By now, most people have made out their holiday shopping lists and checked it twice, in order to budget how much they spend this season.
However, even the most strategically-planned holiday budgets can come undone if you fall for the many tactics companies are using to get you to spend more.
On "The Early Show" Tuesday, financial contributor Vera Gibbons spotlighted those techniques, and told how to keep from falling prey to them:
Each of the "tricks" can put you deeper in a leftover financail hole. Some 13.5 million Americans are still paying off last year's holiday debt.
Phony Sales: Stores know they're up against a very cautious consumer, and that the only way to get them in there is to emphasize deals! But some of these deals aren't deals at all.
Surveys show some two-thirds of consumers plan to spend less on holiday gifts this season, so retailers' sneaky sales and pricing tactics are more prevalent than ever. Many are creating a sense of urgency with pushes such as, "But two, get one free" or "One-day only sale" (which inadvertently turn into five-day sales). Also: 10 for $10," and advertising unrealistically low prices on various items just to get you in! Once you get there, the product you came in for is on back order, and you end up buying all sorts of other things! Also -- when it comes to electronics, low prices don't necessarily mean good deals. For example: TVs advertised at low prices are seldom the ones getting the best reviews. You have to comparison shop.
The Store Charge Card: One of the biggest "gotchas."
You get the pitch when you get to the counter: Save an ten, twenty percent on your purchase sy signing up on the spot for a store card. They're easy to get -- easier than credit cards, for instance -- but if you don't pay your balances off every month -- and about 50-60 percent of Americans dont -- you should resist the offer. The interest rates are high, usually topping 20 percent. For example: The Macys store card rate is 24.5 percent. The national average for credit cards is under 13 percent, so that's almost twice as high!

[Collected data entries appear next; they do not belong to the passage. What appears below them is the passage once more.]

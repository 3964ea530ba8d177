//! Emotion → display color lookup.
//!
//! Every palette entry is a canonical vocabulary key. `PALETTE` is sorted by
//! word so lookups can binary search.

use crate::types::Word;

/// Color for the sentinel and for words without a palette entry.
pub const DEFAULT_COLOR: &str = "#9ca3af";

pub(crate) static PALETTE: &[(&str, &str)] = &[
    ("acceptance", "#a3d9a5"),
    ("admiration", "#f4c2c2"),
    ("adoration", "#ff8fab"),
    ("afraid", "#5b5f97"),
    ("aggravated", "#c0392b"),
    ("agitated", "#e67e22"),
    ("alarmed", "#e74c3c"),
    ("alert", "#f1c40f"),
    ("alive", "#2ecc71"),
    ("amazed", "#f39c12"),
    ("amused", "#ffd166"),
    ("angry", "#d62828"),
    ("annoyed", "#e76f51"),
    ("anxious", "#9b5de5"),
    ("apathetic", "#95a5a6"),
    ("appreciative", "#90be6d"),
    ("apprehensive", "#7d5ba6"),
    ("ashamed", "#8d6e63"),
    ("awe", "#48cae4"),
    ("awkward", "#b08968"),
    ("bitter", "#6a994e"),
    ("blessed", "#ffe66d"),
    ("blissful", "#ffafcc"),
    ("bored", "#a0a0a0"),
    ("brave", "#e63946"),
    ("calm", "#8ecae6"),
    ("carefree", "#caffbf"),
    ("cheerful", "#ffca3a"),
    ("comfortable", "#d4a373"),
    ("compassionate", "#f4a261"),
    ("confident", "#fb8500"),
    ("confused", "#b5838d"),
    ("content", "#a8dadc"),
    ("courageous", "#d00000"),
    ("cozy", "#ddb892"),
    ("curious", "#00b4d8"),
    ("defeated", "#6c757d"),
    ("delighted", "#ffbe0b"),
    ("depressed", "#3d405b"),
    ("desperate", "#6d597a"),
    ("determined", "#bc4749"),
    ("devastated", "#22223b"),
    ("disappointed", "#7f8c8d"),
    ("discouraged", "#8e9aaf"),
    ("disgusted", "#6b8f71"),
    ("disheartened", "#7a8ca3"),
    ("dismayed", "#8d99ae"),
    ("distracted", "#c9ada7"),
    ("drained", "#9a8c98"),
    ("eager", "#ff9f1c"),
    ("ecstatic", "#ff006e"),
    ("elated", "#ffb703"),
    ("embarrassed", "#ff8fa3"),
    ("empathetic", "#e9c46a"),
    ("empowered", "#f72585"),
    ("empty", "#adb5bd"),
    ("energetic", "#ff7b00"),
    ("enthusiastic", "#ffa200"),
    ("envious", "#2d6a4f"),
    ("euphoric", "#ff5d8f"),
    ("exasperated", "#e5383b"),
    ("excited", "#ff6b35"),
    ("exhausted", "#6c6f7f"),
    ("fearful", "#4a4e69"),
    ("fine", "#b7e4c7"),
    ("free", "#80ffdb"),
    ("frightened", "#3c096c"),
    ("frustrated", "#dc2f02"),
    ("fulfilled", "#52b788"),
    ("furious", "#9d0208"),
    ("glad", "#fcbf49"),
    ("gloomy", "#495057"),
    ("grateful", "#06d6a0"),
    ("grieving", "#343a40"),
    ("grumpy", "#9c6644"),
    ("guilty", "#7f5539"),
    ("happy", "#ffd60a"),
    ("heartbroken", "#780000"),
    ("helpless", "#5c677d"),
    ("hopeful", "#4cc9f0"),
    ("hopeless", "#33415c"),
    ("hostile", "#a4161a"),
    ("humbled", "#cdb4db"),
    ("hurt", "#b56576"),
    ("impatient", "#f77f00"),
    ("indifferent", "#ced4da"),
    ("insecure", "#9d8189"),
    ("inspired", "#7209b7"),
    ("interested", "#0096c7"),
    ("irritated", "#f4845f"),
    ("jealous", "#40916c"),
    ("joy", "#ffd700"),
    ("joyful", "#ffc300"),
    ("lonely", "#5e548e"),
    ("lost", "#6b705c"),
    ("loved", "#ff4d6d"),
    ("loving", "#ff758f"),
    ("melancholy", "#4f5d75"),
    ("mellow", "#b8c0ff"),
    ("miserable", "#2b2d42"),
    ("motivated", "#ee6c4d"),
    ("moved", "#e0aaff"),
    ("nervous", "#c77dff"),
    ("nostalgic", "#d5bdaf"),
    ("numb", "#dee2e6"),
    ("optimistic", "#ffdd00"),
    ("overwhelmed", "#7b2cbf"),
    ("panicked", "#ef233c"),
    ("passionate", "#c9184a"),
    ("peaceful", "#a9def9"),
    ("pensive", "#9a8f97"),
    ("playful", "#ff99c8"),
    ("pleased", "#f9c74f"),
    ("proud", "#f8961e"),
    ("puzzled", "#bc8a5f"),
    ("reflective", "#adc178"),
    ("regretful", "#6f1d1b"),
    ("rejected", "#5f0f40"),
    ("relaxed", "#99d98c"),
    ("relieved", "#76c893"),
    ("resentful", "#8a1c1c"),
    ("restless", "#f3722c"),
    ("sad", "#4361ee"),
    ("safe", "#95d5b2"),
    ("satisfied", "#43aa8b"),
    ("scared", "#560bad"),
    ("secure", "#74c69d"),
    ("sensitive", "#ffc8dd"),
    ("serene", "#bde0fe"),
    ("shocked", "#fee440"),
    ("shy", "#ffcad4"),
    ("sleepy", "#c8b6ff"),
    ("sorrowful", "#3a0ca3"),
    ("stressed", "#d90429"),
    ("strong", "#e85d04"),
    ("stuck", "#7f7f7f"),
    ("surprised", "#ffe74c"),
    ("suspicious", "#52796f"),
    ("sympathetic", "#e6beae"),
    ("tender", "#ffb4a2"),
    ("tense", "#bb3e03"),
    ("terrified", "#240046"),
    ("thankful", "#2a9d8f"),
    ("thoughtful", "#84a59d"),
    ("thrilled", "#ff0a54"),
    ("tired", "#8d8d92"),
    ("tranquil", "#a2d2ff"),
    ("trusting", "#57cc99"),
    ("uncertain", "#a5a58d"),
    ("uncomfortable", "#b07d62"),
    ("uneasy", "#997b66"),
    ("unhappy", "#3f37c9"),
    ("upset", "#d1495b"),
    ("vulnerable", "#e5989b"),
    ("weary", "#7d8597"),
    ("worried", "#7678ed"),
    ("worthless", "#463f3a"),
    ("zen", "#caf0f8"),
];

/// Returns the palette color for `word`, or `None` if it has no entry.
pub fn color_for(word: &Word) -> Option<&'static str> {
    PALETTE
        .binary_search_by(|(key, _)| (*key).cmp(word.as_str()))
        .ok()
        .map(|index| PALETTE[index].1)
}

Paying with cash is a better way to go. More people are this holiday season! In fact, nearly 72 percent of consumers are using cash, checks or debit cards this year. It's the only foolproof way to keep spending under control; studies show we spend 12-18 percent less when we pay with cash -- there's an emotional attachment to it!

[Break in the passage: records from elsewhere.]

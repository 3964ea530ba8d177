//! Short-lived memoization of aggregate results.
//!
//! Entries expire after a fixed TTL and the whole map is dropped on every
//! write, so callers see at most one TTL of staleness from other writers.
//! Every `invalidate_all` bumps a generation; a result computed under an older
//! generation is not stored. The cache is per-process.

use crate::types::{AggregateResult, DeviceToken, Word};
use std::collections::HashMap;
use std::fmt;
use std::sync::{Mutex, PoisonError};
use std::time::{Duration, SystemTime};

pub const DEFAULT_MAX_ENTRIES: usize = 1024;

/// Distinguishing parameters of a stats query.
///
/// The device token is part of the key so that personalized results are
/// never served to another caller.
#[derive(Debug, Clone, PartialEq, Eq, Hash)]
pub struct CacheKey {
    pub focus: Option<Word>,
    pub device: Option<DeviceToken>,
}

impl fmt::Display for CacheKey {
    fn fmt(&self, f: &mut fmt::Formatter<'_>) -> fmt::Result {
        let focus = self.focus.as_ref().map_or("-", |w| w.as_str());
        let device = self.device.as_ref().map_or("-", |d| d.as_str());
        write!(f, "stats:{focus}:{device}")
    }
}

#[derive(Debug)]
struct Entry {
    result: AggregateResult,
    expires_at: SystemTime,
}

#[derive(Debug, Default)]
struct Entries {
    generation: u64,
    map: HashMap<CacheKey, Entry>,
}

#[derive(Debug)]
pub struct ResultCache {
    ttl: Duration,
    max_entries: usize,
    entries: Mutex<Entries>,
}

impl ResultCache {
    pub fn new(ttl: Duration) -> Self {
        Self::with_max_entries(ttl, DEFAULT_MAX_ENTRIES)
    }

    pub fn with_max_entries(ttl: Duration, max_entries: usize) -> Self {
        Self {
            ttl,
            max_entries,
            entries: Mutex::new(Entries::default()),
        }
    }

    fn lock(&self) -> std::sync::MutexGuard<'_, Entries> {
        // Entries are plain data; a panic elsewhere cannot leave them half-written.
        self.entries.lock().unwrap_or_else(PoisonError::into_inner)
    }

    /// Returns the cached result if its expiry is still in the future.
    pub fn get(&self, key: &CacheKey, now: SystemTime) -> Option<AggregateResult> {
        let entries = self.lock();
        let entry = entries.map.get(key)?;
        (entry.expires_at > now).then(|| entry.result.clone())
    }

    /// Current generation. Read it before computing a result that will be
    /// passed to `set_if_current`.
    pub fn generation(&self) -> u64 {
        self.lock().generation
    }

    pub fn set(&self, key: CacheKey, result: AggregateResult, now: SystemTime) {
        let mut entries = self.lock();
        self.insert(&mut entries, key, result, now);
    }

    /// Stores the result only if no invalidation happened since `generation`
    /// was read. Returns whether it was stored.
    pub fn set_if_current(
        &self,
        key: CacheKey,
        result: AggregateResult,
        now: SystemTime,
        generation: u64,
    ) -> bool {
        let mut entries = self.lock();
        if entries.generation != generation {
            return false;
        }
        self.insert(&mut entries, key, result, now);
        true
    }

    fn insert(&self, entries: &mut Entries, key: CacheKey, result: AggregateResult, now: SystemTime) {
        entries.map.insert(
            key,
            Entry {
                result,
                expires_at: now + self.ttl,
            },
        );

        if entries.map.len() > self.max_entries {
            entries.map.retain(|_, entry| entry.expires_at > now);
        }
    }

    pub fn invalidate_all(&self) {
        let mut entries = self.lock();
        entries.generation = entries.generation.wrapping_add(1);
        entries.map.clear();
    }

    /// Drops expired entries. Returns how many were removed.
    pub fn sweep(&self, now: SystemTime) -> usize {
        let mut entries = self.lock();
        let before = entries.map.len();
        entries.map.retain(|_, entry| entry.expires_at > now);
        before - entries.map.len()
    }

    pub fn len(&self) -> usize {
        self.lock().map.len()
    }

    pub fn is_empty(&self) -> bool {
        self.len() == 0
    }
}
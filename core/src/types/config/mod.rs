mod app;
mod core;
mod windows;

pub use app::{
    AppConfig, AppConfigError, IdentityConfig, LifecycleConfig, ServerConfig, StorageConfig,
    VocabularyConfig,
};
pub use self::core::Config;
pub use windows::Windows;
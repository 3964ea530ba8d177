use std::net::SocketAddr;

use axum::http::{HeaderMap, header::COOKIE};

pub const DEVICE_COOKIE: &str = "device_id";

/// One year.
pub const DEVICE_COOKIE_MAX_AGE_SECS: u64 = 31_536_000;

/// First hop of `X-Forwarded-For` if present, else the peer address.
pub fn network_address(headers: &HeaderMap, peer: SocketAddr) -> String {
    headers
        .get("x-forwarded-for")
        .and_then(|value| value.to_str().ok())
        .and_then(|value| value.split(',').next())
        .map(str::trim)
        .filter(|first| !first.is_empty())
        .map(str::to_string)
        .unwrap_or_else(|| peer.ip().to_string())
}

pub fn device_cookie(headers: &HeaderMap) -> Option<String> {
    headers
        .get_all(COOKIE)
        .iter()
        .filter_map(|value| value.to_str().ok())
        .flat_map(|value| value.split(';'))
        .filter_map(|pair| pair.trim().split_once('='))
        .find(|(name, _)| *name == DEVICE_COOKIE)
        .map(|(_, value)| value.trim().to_string())
        .filter(|value| !value.is_empty())
}

pub fn set_device_cookie(token: &str) -> String {
    format!(
        "{DEVICE_COOKIE}={token}; Max-Age={DEVICE_COOKIE_MAX_AGE_SECS}; Path=/; SameSite=Lax; HttpOnly"
    )
}

/// Treats an empty or blank optional string as absent.
pub fn non_blank(value: Option<String>) -> Option<String> {
    value.filter(|v| !v.trim().is_empty())
}
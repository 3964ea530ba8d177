use nutype::nutype;

pub const MAX_WORD_LENGTH: usize = 20;

/// Placeholder top word reported when there are no active records.
pub const SILENCE: &str = "silence";

/// A single lowercase, letters-only emotion word.
#[nutype(
    new_unchecked,
    sanitize(trim, lowercase),
    validate(
        not_empty,
        len_char_max = MAX_WORD_LENGTH,
        predicate = |word| word.chars().all(|c| c.is_ascii_lowercase())
    ),
    derive(
        Debug,
        Clone,
        PartialEq,
        Eq,
        PartialOrd,
        Ord,
        AsRef,
        Deref,
        TryFrom,
        Into,
        Hash,
        Borrow,
        Display,
        Serialize,
        Deserialize,
    )
)]
pub struct Word(String);

impl Word {
    pub fn silence() -> Self {
        // SAFETY: SILENCE is non-empty, short and lowercase ASCII.
        unsafe { Self::new_unchecked(SILENCE.to_string()) }
    }

    pub fn is_silence(&self) -> bool {
        self.as_str() == SILENCE
    }
}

We're expected to spend $1.2 billion on extended warranties for electronics and appliances this holiday season. They're pushed on us because they're a moneymaker: Retailers pocket half or more of what they charge for them (much more than they make selling the actual product!). You should just say "no." You don't need it! Not only are some repairs already covered by the standard manufacturer warranty (which covers parts for one year and labor for 90 days), but Consumer Reports surveys show most products don't break within the period the extended warranty covers. And when -- and if -- they do break, the repair cost is about the same as the extended warranty! You're better off just paying for repairs outside the warrantee period out of your own pocket. But if you insist on additional peace of mind, and you've bought that big ticket item with your credit card, find out if the credit card company issuer offers any warranty protection; in some cases, they'll double the standard warranty period at no extra cost to you.
Digital cameras, camcorders, computers printers, PDASs, GPS devices -- all are subject to 15-25 percent restocking fees (percentage of the purchase price) if you return them at lmany stores, and they're not in their original packaging. Retailers don't want you to "buy" something only to use it on vacation and then return it, so they're cracking down on that, because they can't resell any item as new after the box has been opened. Consumers -- don't open the package if you don't want what's inside!
Return Policy Limitations
Retailers have different return policies. And they may be different for items bought in stores, through their Web sites, by mail order, etc. For exmaple: Kohl's doesn't accept returns by mail if the merchandise was purchased in a store. Other stores have similar policies, and some of them have gotten complicated! On certain products, you may only have 14-day window in which to make return. And while you might have a full 90 days at Home Depot, for instance, to make a return, the company "reserves the right to limit or refuse returns at any time for any reason." Bottom line: Know what you're up against; it's best to have receipts, as well, or you could be out of luck.